Five years ago my friends and Bridgespan Group colleagues Ann Goggins-Gregory and Don Howard coined a memorable phrase and plumbed a troublesome phenomenon in their essay, “The Nonprofit Starvation Cycle.” It laid bare the challenge of supporting the organizational infrastructure that nonprofits need to function effectively. Yes, Goggins-Gregory and Howard were talking without shame about the “o” word, as in overhead. They noted that that the starvation cycle “starts with funders’ unrealistic expectations about how much running a nonprofit costs, and results in nonprofits misrepresenting their costs while skimping on vital systems—acts that feed funders skewed beliefs.” They went on to note that if the cycle is ever going to be broken, “funders must take the lead.”
My brief time as a grantmaker has only served to validate the extent of this problem and the reinforcing dynamics of the starvation cycle. I have been struck by the number of peers at other foundations who have told me without batting an eye that they don’t fund overhead, or that they only do so using (arbitrary and undoubtedly low) cut-off points, like five or ten percent. Ironically, it is often the foundations endowed by very successful business people (who presumably should know better) that are most insistent on paying no or low overhead. If you sense some frustration on my part, it is because these funders are in effect free-riding on those of us prepared to underwrite our mutual grantees’ essential infrastructure.
But I have also been struck by how otherwise thoughtful and bold grantee leaders are inclined to dissemble on the issue of overhead. When I asked one recently what his overhead rate was—truly wanting to know so we could budget accordingly—he replied “In my experience our overhead rate is whatever a funder tells us it is.” Time and again I have seen low-balled and suspiciously round overhead rates of ten percent that, after further probing, turn out to be more like eighteen or twenty-three percent.
Thus both grantees and funders are implicated in the starvation cycle.

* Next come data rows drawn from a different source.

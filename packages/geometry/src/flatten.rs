//! `GeoJSON` geometry to ring conversion.

use geojson::{Geometry, Value};
use lot_measure_parcel_models::{LatLng, ParcelFeature, Ring};

/// Flattens a `Polygon` or `MultiPolygon` into its outer rings.
///
/// Only the first ring of each polygon part is kept. Positions are
/// swapped from `GeoJSON` `[lng, lat]` to [`LatLng`]. Any other geometry
/// type yields an empty list.
#[must_use]
pub fn flatten(geometry: &Geometry) -> Vec<Ring> {
    match &geometry.value {
        Value::Polygon(rings) => rings
            .first()
            .map(|r| ring_from_positions(r))
            .into_iter()
            .collect(),
        Value::MultiPolygon(polygons) => polygons
            .iter()
            .filter_map(|rings| rings.first())
            .map(|r| ring_from_positions(r))
            .collect(),
        _ => {
            log::debug!("Ignoring non-polygonal parcel geometry");
            Vec::new()
        }
    }
}

/// Flattens a feature's geometry. Features without geometry give no rings.
#[must_use]
pub fn flatten_feature(feature: &ParcelFeature) -> Vec<Ring> {
    feature.geometry.as_ref().map(flatten).unwrap_or_default()
}

/// Positions with fewer than two ordinates are dropped.
fn ring_from_positions(positions: &[Vec<f64>]) -> Ring {
    positions
        .iter()
        .filter_map(|pos| match pos.as_slice() {
            [lng, lat, ..] => Some(LatLng::new(*lat, *lng)),
            _ => None,
        })
        .collect()
}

If I were to take any issue with the argument Goggins-Gregory and Howard made in their highly original assessment, it is that both parties—not just funders—need to take the initiative to break the cycle.

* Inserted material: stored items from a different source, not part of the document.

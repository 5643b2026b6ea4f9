#![cfg_attr(feature = "fail-on-warnings", deny(warnings))]
#![warn(clippy::all, clippy::pedantic, clippy::nursery, clippy::cargo)]
#![allow(clippy::multiple_crate_versions, clippy::cargo_common_metadata)]

//! Parcel, ring, and selection types shared across the lot-measure crates.
//!
//! Coordinates inside this crate are always `(latitude, longitude)` pairs.
//! `GeoJSON` positions (`[longitude, latitude]`) only appear inside the
//! raw [`geojson::Geometry`] carried by a [`ParcelFeature`].

use serde::{Deserialize, Serialize};

/// A geographic point in WGS84 degrees.
#[derive(Debug, Clone, Copy, PartialEq, Serialize, Deserialize)]
pub struct LatLng {
    /// Latitude in degrees.
    pub lat: f64,
    /// Longitude in degrees.
    pub lng: f64,
}

impl LatLng {
    /// Creates a new point from latitude and longitude.
    #[must_use]
    pub const fn new(lat: f64, lng: f64) -> Self {
        Self { lat, lng }
    }

    /// Returns the `GeoJSON` position `[lng, lat]` for this point.
    #[must_use]
    pub fn to_position(self) -> Vec<f64> {
        vec![self.lng, self.lat]
    }
}

/// One boundary loop of a polygon, in traversal order.
///
/// A ring may or may not repeat its first point at the end; consumers
/// that need a closed ring (e.g. `GeoJSON` export) close it themselves.
pub type Ring = Vec<LatLng>;

/// Role the selector assigns to a candidate parcel. Derived, never stored
/// on the feature itself.
#[derive(Debug, Clone, Copy, PartialEq, Eq, Serialize, Deserialize)]
#[serde(rename_all = "camelCase")]
pub enum ParcelRole {
    /// The parcel judged to correspond to the searched address.
    Main,
    /// Any other candidate returned alongside the main parcel.
    Neighbor,
}

/// Role tag written to exported `GeoJSON` features.
#[derive(Debug, Clone, Copy, PartialEq, Eq, Serialize, Deserialize)]
#[serde(rename_all = "lowercase")]
pub enum ShapeRole {
    /// The main parcel boundary.
    Parcel,
    /// A user-drawn lot outline.
    Lot,
    /// A neighboring parcel boundary.
    Neighbor,
    /// A user-drawn turf (lawn) area.
    Turf,
}

impl ShapeRole {
    /// The string written into `properties.role`.
    #[must_use]
    pub const fn as_str(self) -> &'static str {
        match self {
            Self::Parcel => "parcel",
            Self::Lot => "lot",
            Self::Neighbor => "neighbor",
            Self::Turf => "turf",
        }
    }
}

impl From<ParcelRole> for ShapeRole {
    fn from(role: ParcelRole) -> Self {
        match role {
            ParcelRole::Main => Self::Parcel,
            ParcelRole::Neighbor => Self::Neighbor,
        }
    }
}

impl std::fmt::Display for ShapeRole {
    fn fmt(&self, f: &mut std::fmt::Formatter<'_>) -> std::fmt::Result {
        f.write_str(self.as_str())
    }
}

/// A candidate parcel as returned by the boundary API.
#[derive(Debug, Clone, Default, PartialEq, Serialize, Deserialize)]
pub struct ParcelFeature {
    /// Parcel geometry. `None` when the upstream feature had no usable
    /// `Polygon`/`MultiPolygon` geometry.
    pub geometry: Option<geojson::Geometry>,
    /// Upstream property bag (e.g. `areaSqFt`).
    #[serde(default)]
    pub properties: serde_json::Map<String, serde_json::Value>,
}

impl ParcelFeature {
    /// Creates a feature with no properties.
    #[must_use]
    pub fn new(geometry: geojson::Geometry) -> Self {
        Self {
            geometry: Some(geometry),
            properties: serde_json::Map::new(),
        }
    }

    /// Returns the authoritative area from `properties.areaSqFt` when it
    /// is present and finite.
    #[must_use]
    pub fn area_sq_ft_property(&self) -> Option<f64> {
        self.properties
            .get("areaSqFt")
            .and_then(serde_json::Value::as_f64)
            .filter(|v| v.is_finite())
    }
}

/// Which tier of the selector picked the main parcel.
#[derive(Debug, Clone, Copy, PartialEq, Eq, Serialize, Deserialize)]
#[serde(rename_all = "camelCase")]
pub enum SelectionTier {
    /// No focus point; the first candidate in input order.
    Default,
    /// Focus point strictly inside the parcel.
    Interior,
    /// Focus point within tolerance of the parcel boundary.
    Boundary,
    /// Parcel whose ring centroid is closest to the focus point.
    Nearest,
}

/// Ordering of candidates produced by one selection pass.
///
/// Holds indices into the candidate list the pass ran over. The main
/// parcel is always first; the rest keep their input order.
#[derive(Debug, Clone, Default, PartialEq, Eq, Serialize, Deserialize)]
#[serde(rename_all = "camelCase")]
pub struct SelectionResult {
    /// Candidate indices, main first.
    pub order: Vec<usize>,
    /// Tier that chose the main parcel. `None` for an empty result.
    pub tier: Option<SelectionTier>,
}

impl SelectionResult {
    /// An empty result (no candidates).
    #[must_use]
    pub const fn empty() -> Self {
        Self {
            order: Vec::new(),
            tier: None,
        }
    }

    /// Whether the result holds no candidates.
    #[must_use]
    pub fn is_empty(&self) -> bool {
        self.order.is_empty()
    }

    /// Index of the main parcel.
    #[must_use]
    pub fn main(&self) -> Option<usize> {
        self.order.first().copied()
    }

    /// Indices of the neighbor parcels in their original relative order.
    #[must_use]
    pub fn neighbors(&self) -> &[usize] {
        self.order.get(1..).unwrap_or_default()
    }

    /// Iterates `(index, role)` pairs in output order.
    pub fn roles(&self) -> impl Iterator<Item = (usize, ParcelRole)> + '_ {
        self.order.iter().enumerate().map(|(pos, &idx)| {
            let role = if pos == 0 {
                ParcelRole::Main
            } else {
                ParcelRole::Neighbor
            };
            (idx, role)
        })
    }
}

/// A parcel ready to be drawn by the rendering layer.
#[derive(Debug, Clone, PartialEq, Serialize, Deserialize)]
#[serde(rename_all = "camelCase")]
pub struct RenderedParcel {
    /// Index into the original candidate list.
    pub index: usize,
    /// The parcel's original geometry.
    pub geometry: Option<geojson::Geometry>,
    /// Flattened outer rings in `(lat, lng)` order.
    pub rings: Vec<Ring>,
    /// Whether this is the main parcel.
    pub is_main: bool,
}
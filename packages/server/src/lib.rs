#![cfg_attr(feature = "fail-on-warnings", deny(warnings))]
#![warn(clippy::all, clippy::pedantic, clippy::nursery, clippy::cargo)]
#![allow(clippy::multiple_crate_versions, clippy::cargo_common_metadata)]

//! Actix-Web API server for the lot-measure tool.
//!
//! Proxies parcel-boundary lookups to Precisely (keeping the API secret
//! server-side), resolves the main parcel among the returned candidates,
//! re-runs the selection for click-to-correct, and turns drawn shapes into
//! a downloadable `GeoJSON` file.

mod handlers;
pub mod interactive;

use std::sync::Arc;

use actix_cors::Cors;
use actix_web::{App, HttpResponse, HttpServer, http::header, middleware, web};
use lot_measure_precisely::PreciselyClient;
use lot_measure_server_models::ApiError;

/// Shared application state.
pub struct AppState {
    /// Parcel-boundary API client (holds the cached bearer token).
    pub precisely: Arc<PreciselyClient>,
}

/// Registers the `/api` routes.
pub fn configure(cfg: &mut web::ServiceConfig) {
    cfg.app_data(query_config()).app_data(json_config()).service(
        web::scope("/api")
            .route("/health", web::get().to(handlers::health))
            .route(
                "/parcel-by-address",
                web::get().to(handlers::parcel_by_address),
            )
            .route("/parcels", web::get().to(handlers::parcels))
            .route("/parcels/select", web::post().to(handlers::select_parcels))
            .route("/export", web::post().to(handlers::export)),
    );
}

/// Browser clients call the API cross-origin.
#[must_use]
pub fn cors() -> Cors {
    Cors::default()
        .allow_any_origin()
        .allowed_methods(vec!["GET", "POST", "OPTIONS"])
        .allowed_header(header::CONTENT_TYPE)
        .max_age(3600)
}

fn query_config() -> web::QueryConfig {
    web::QueryConfig::default().error_handler(|err, _req| {
        let body = ApiError::new(err.to_string());
        actix_web::error::InternalError::from_response(err, HttpResponse::BadRequest().json(body))
            .into()
    })
}

fn json_config() -> web::JsonConfig {
    web::JsonConfig::default().error_handler(|err, _req| {
        let body = ApiError::new(err.to_string());
        actix_web::error::InternalError::from_response(err, HttpResponse::BadRequest().json(body))
            .into()
    })
}

/// Starts the lot-measure API server.
///
/// Reads `BIND_ADDR` (default `127.0.0.1`) and `PORT` (default `8080`)
/// and Precisely credentials from the environment. The caller provides
/// the async runtime (e.g. via `#[actix_web::main]`) and initializes
/// logging.
///
/// # Errors
///
/// Returns an `std::io::Result` error if the HTTP client cannot be built,
/// or if the server fails to bind or encounters a runtime error.
#[allow(clippy::future_not_send)]
pub async fn run_server() -> std::io::Result<()> {
    let precisely = PreciselyClient::from_env().map_err(std::io::Error::other)?;
    let state = web::Data::new(AppState {
        precisely: Arc::new(precisely),
    });

    let bind_addr = std::env::var("BIND_ADDR").unwrap_or_else(|_| "127.0.0.1".to_string());
    let port: u16 = std::env::var("PORT")
        .ok()
        .and_then(|p| p.parse().ok())
        .unwrap_or(8080);

    log::info!("Starting server on {bind_addr}:{port}");

    HttpServer::new(move || {
        App::new()
            .wrap(cors())
            .wrap(middleware::Logger::default())
            .app_data(state.clone())
            .configure(configure)
    })
    .bind((bind_addr, port))?
    .run()
    .await
}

At the Madison Initiative we are trying to do our part by providing general support whenever possible so that our grantees can incur costs and allocate resources to cover them as they best see fit. Two-thirds of the $11 million we have granted so far this year has been for general support. When circumstances require a more focused project grant geared to specific outcomes, we encourage our grantees to identify their actual overhead costs, not those that they speculate we would be willing to support.

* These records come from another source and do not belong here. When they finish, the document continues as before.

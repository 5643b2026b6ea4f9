//! Interactive startup for the API server.

use dialoguer::{Confirm, Input};

/// Prompts for the bind address and port, then starts the server.
///
/// The answers are exported as `BIND_ADDR` and `PORT` so that
/// [`super::run_server`] picks them up. Missing Precisely credentials are
/// reported up front since every lookup would fail without them.
///
/// # Errors
///
/// Returns an `std::io::Result` error if the server fails to start.
#[allow(clippy::future_not_send)]
pub async fn run() -> std::io::Result<()> {
    println!("Lot Measure Server");
    println!();

    if lot_measure_precisely::credentials_from_env().is_none() {
        println!("Warning: PRECISELY_API_KEY / PRECISELY_API_SECRET are not set.");
        println!("Parcel lookups will return 500 until they are.");
        println!();
    }

    let default_bind = std::env::var("BIND_ADDR").unwrap_or_else(|_| "127.0.0.1".to_string());
    let default_port = std::env::var("PORT").unwrap_or_else(|_| "8080".to_string());

    let bind_addr: String = Input::new()
        .with_prompt("Bind address")
        .default(default_bind.clone())
        .interact_text()
        .unwrap_or(default_bind);

    let port: String = Input::new()
        .with_prompt("Port")
        .default(default_port.clone())
        .validate_with(|input: &String| -> Result<(), &str> {
            input
                .parse::<u16>()
                .map(|_| ())
                .map_err(|_| "Port must be a number between 0 and 65535")
        })
        .interact_text()
        .unwrap_or(default_port);

    // SAFETY: no other threads exist yet; the server reads these once at
    // startup.
    unsafe {
        std::env::set_var("BIND_ADDR", &bind_addr);
        std::env::set_var("PORT", &port);
    }

    if !Confirm::new()
        .with_prompt(format!("Start server on {bind_addr}:{port}?"))
        .default(true)
        .interact()
        .unwrap_or(true)
    {
        println!("Cancelled.");
        return Ok(());
    }

    super::run_server().await
}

To end this cycle, we will need our grantees to do their part. They should start by identifying their true costs. It is always surprising and a little disheartening to learn how many organizations don’t know these essential numbers. As a nonprofit CFO once told me in a lament that was at once sad and funny, “in this organization, the past is more uncertain than the future!” (Bridgespan, by the way, has a very helpful and freely accessible online tool kit to help you sort all this cost data out.)
Once nonprofit leaders have assessed their cost structure, what they really need to do is to be candid with funders in their moment of truth. Tell us what your costs to deliver really are, and ask us to fund them fully. If, as is often the case, your funder has a fixed amount to devote to a project grant, revisit your investment in the deliverables and work products with them to see if you can identify an alternative plan in which there is enough left over to amply support your infrastructure.
I’m not suggesting that such candor is easy to muster. But effective leaders need to be willing to take the risk of saying something that a funder might not want to hear when their organization’s long run effectiveness is at stake. If they are not, then shame on them. Funders, for our part, should fund the full cost of the work we are asking our grantees to undertake in a way that leaves their overall organization and its finances whole; if we don’t, then shame on us!